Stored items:
[Start of Attachment]

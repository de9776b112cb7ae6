use std::{collections::HashMap, rc::Rc};

use crate::{
    data::{
        catalog::{Catalog, CatalogIndex, FeatureDef},
        selection::SelectedOption,
    },
    error::{CatalogError, ConfigError},
    observable::Observable,
    tree::{FeatureId, FeatureNode, NodeKey, OptionId, OptionNode},
};

use super::{ConfigurationEvent, NodeRef, ProductConfiguration};

struct Builder<'a> {
    index: &'a CatalogIndex<'a>,
    shared: HashMap<&'a str, Rc<FeatureDef>>,
    features: Vec<FeatureNode>,
    options: Vec<OptionNode>,
    keys: HashMap<NodeKey, NodeRef>,
}

impl<'a> Builder<'a> {
    fn feature(
        &mut self,
        code: &str,
        parent: Option<(OptionId, &NodeKey)>,
    ) -> Result<FeatureId, CatalogError> {
        let (def, kind) = self
            .index
            .get(code)
            .ok_or_else(|| CatalogError::UnknownFeatureRef {
                from: parent.map_or_else(|| "featureRefs".to_string(), |(_, k)| k.to_string()),
                code: code.to_string(),
            })?;

        let shared = Rc::clone(
            self.shared
                .entry(def.code.as_str())
                .or_insert_with(|| Rc::new(def.clone())),
        );
        let key = match parent {
            Some((_, parent_key)) => parent_key.child(code),
            None => NodeKey::root(code),
        };

        let id = FeatureId(self.features.len());
        self.features.push(FeatureNode {
            def: Rc::clone(&shared),
            kind,
            key: key.clone(),
            parent: parent.map(|(option, _)| option),
            options: Vec::with_capacity(def.options.len()),
        });
        self.keys.insert(key.clone(), NodeRef::Feature(id));

        for (index, option_def) in def.options.iter().enumerate() {
            let option_key = key.child(&option_def.code);
            let option = OptionId(self.options.len());
            self.options.push(OptionNode {
                feature_def: Rc::clone(&shared),
                index,
                key: option_key.clone(),
                feature: id,
                selected: false,
                features: Vec::new(),
            });
            self.keys.insert(option_key.clone(), NodeRef::Option(option));

            let mut children = Vec::with_capacity(option_def.feature_refs.len());
            for child in &option_def.feature_refs {
                children.push(self.feature(child, Some((option, &option_key)))?);
            }
            self.options[option.0].features = children;
            self.features[id.0].options.push(option);
        }

        Ok(id)
    }
}

impl ProductConfiguration {
    /// Build a configuration tree and apply an initial selection.
    ///
    /// The initial selection is applied additively and raises no change
    /// event. Codes it mentions that the catalog does not know are skipped.
    ///
    /// # Errors
    ///
    /// Returns [`ConfigError::Catalog`] when the catalog does not validate.
    pub fn new(catalog: &Catalog, initial: &[SelectedOption]) -> Result<Self, ConfigError> {
        Self::with_observable(catalog, initial, Observable::new())
    }

    /// Like [`new`](Self::new), but raising change events on a caller
    /// provided observable, e.g. one created by an
    /// [`ObservableRegistry`](crate::ObservableRegistry).
    pub fn with_observable(
        catalog: &Catalog,
        initial: &[SelectedOption],
        changes: Observable<ConfigurationEvent>,
    ) -> Result<Self, ConfigError> {
        let index = catalog.validate()?;

        let mut builder = Builder {
            index: &index,
            shared: HashMap::new(),
            features: Vec::new(),
            options: Vec::new(),
            keys: HashMap::new(),
        };

        let mut top = Vec::with_capacity(catalog.feature_refs.len());
        for code in &catalog.feature_refs {
            top.push(builder.feature(code, None)?);
        }

        let Builder {
            features,
            options,
            keys,
            ..
        } = builder;

        let mut config = ProductConfiguration {
            features,
            options,
            top,
            keys,
            revision: 0,
            changes,
        };
        config.apply_selection(initial, false);

        debug!(
            "configuration built: {} features, {} options, {} top-level",
            config.features.len(),
            config.options.len(),
            config.top.len()
        );
        Ok(config)
    }
}

#[cfg(test)]
mod tests {
    use serde_json::json;

    use super::*;
    use crate::{configuration::fixtures, data::catalog::SelectionKind};

    #[test]
    fn test_every_option_is_instantiated() {
        let c = ProductConfiguration::new(&fixtures::catalog(), &[]).unwrap();
        let fa = c.feature(c.top_features()[0]).unwrap();
        assert_eq!(fa.options().len(), 2);
        assert_eq!(fa.kind(), SelectionKind::SelectOne);
        assert!(c.options().all(|(_, o)| !o.is_selected()));

        let aa = c.option(fa.options()[0]).unwrap();
        assert_eq!(aa.features().len(), 1);
        let nested = c.feature(aa.features()[0]).unwrap();
        assert_eq!(nested.parent(), Some(fa.options()[0]));
        assert_eq!(nested.key().as_str(), "feature-a/option-aa/feature-c");
    }

    #[test]
    fn test_reused_definition_gets_distinct_nodes() {
        let c = ProductConfiguration::new(&fixtures::catalog(), &[]).unwrap();
        let first = c.find_feature("feature-a/option-aa/feature-c").unwrap();
        let second = c.find_feature("bundle/base/feature-c").unwrap();
        assert_ne!(first, second);
        assert_eq!(
            c.feature(first).unwrap().def(),
            c.feature(second).unwrap().def()
        );
    }

    #[test]
    fn test_invalid_catalog_rejected() {
        let catalog: Catalog = serde_json::from_value(json!({
            "featureRefs": ["a"],
            "featureDefs": [{"code": "a", "options": [{"code": "x"}]}]
        }))
        .unwrap();
        assert_eq!(
            ProductConfiguration::new(&catalog, &[]).unwrap_err(),
            ConfigError::Catalog(CatalogError::AmbiguousSelectionKind("a".into()))
        );
    }

    #[test]
    fn test_initial_selection_raises_no_event() {
        let changes = Observable::new();
        let hits = Rc::new(std::cell::Cell::new(0));
        let h = Rc::clone(&hits);
        changes.listen(move |_: &ConfigurationEvent| h.set(h.get() + 1));

        let selection = vec![SelectedOption::root().with(SelectedOption::new("option-ab"))];
        let c = ProductConfiguration::with_observable(&fixtures::catalog(), &selection, changes)
            .unwrap();
        assert_eq!(hits.get(), 0);
        assert_eq!(c.revision(), 0);
        let ab = c.find_option("feature-a/option-ab").unwrap();
        assert!(c.option(ab).unwrap().is_selected());
    }
}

[End of Attachment]

→ **Your goal**
State how many lines of the records contain the word "second". Give that number alone.

→ **The completed task**
3